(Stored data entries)
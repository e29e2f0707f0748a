pub mod chapter;
pub mod times;
pub mod plan;
pub mod concat;
pub mod stamp;
pub mod merge;
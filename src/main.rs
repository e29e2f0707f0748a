mod cli;
mod logging;

use std::{path::{Path, PathBuf}, process::ExitCode};
use anyhow::{Context, Result};
use clap::{CommandFactory, Parser};
use libchmerge::{MergeOptions, Toolchain};

fn main() -> ExitCode {
    let cli_args = cli::Cli::parse();

    // not enough to do anything, same as asking for help
    let (output, input) = match cli_args.output {
        Some(ref output) if !cli_args.input.is_empty() => (output.clone(), cli_args.input.clone()),
        _ => {
            // nothing useful can be done if printing help fails
            let _ = cli::Cli::command().print_help();
            return ExitCode::SUCCESS;
        },
    };

    logging::init_tracing(cli_args.verbose, cli_args.quiet);

    match merge_cmd(&cli_args, &output, &input) {
        Ok(_) => ExitCode::SUCCESS,
        Err(x) => {
            eprintln!("{:#}", x);
            ExitCode::FAILURE
        },
    }
}

fn merge_cmd(args: &cli::Cli, output: &Path, input: &[PathBuf]) -> Result<()> {
    // nothing is ran in dry run so the tools do not have to exist
    let tools = if args.dry_run {
        Toolchain::new(&args.ffmpeg, &args.setfile)
    } else {
        libchmerge::check_requirements(&args.ffmpeg, &args.setfile)?
    };

    let times = libchmerge::get_file_times(input)
        .context("Error getting file times")?;

    let options = MergeOptions {
        dry_run: args.dry_run,
        temp_dir: args.temp_dir.clone(),
        working_dir: None,
    };

    libchmerge::merge_files(&tools, &options, output, input, &times)
        .context("Error merging files")?;

    if !args.dry_run {
        println!("Files merged successfully");
    }

    Ok(())
}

■ INSTRUCTIONS FOR THE TASK ■
Exactly as they appear, print the lines from the one holding "have to exist" through the final line of the entries, and no others.

■ RESULT OF THIS TASK ■
    // nothing is ran in dry run so the tools do not have to exist
    let tools = if args.dry_run {
        Toolchain::new(&args.ffmpeg, &args.setfile)
    } else {
        libchmerge::check_requirements(&args.ffmpeg, &args.setfile)?
    };

    let times = libchmerge::get_file_times(input)
        .context("Error getting file times")?;

    let options = MergeOptions {
        dry_run: args.dry_run,
        temp_dir: args.temp_dir.clone(),
        working_dir: None,
    };

    libchmerge::merge_files(&tools, &options, output, input, &times)
        .context("Error merging files")?;

    if !args.dry_run {
        println!("Files merged successfully");
    }

    Ok(())
}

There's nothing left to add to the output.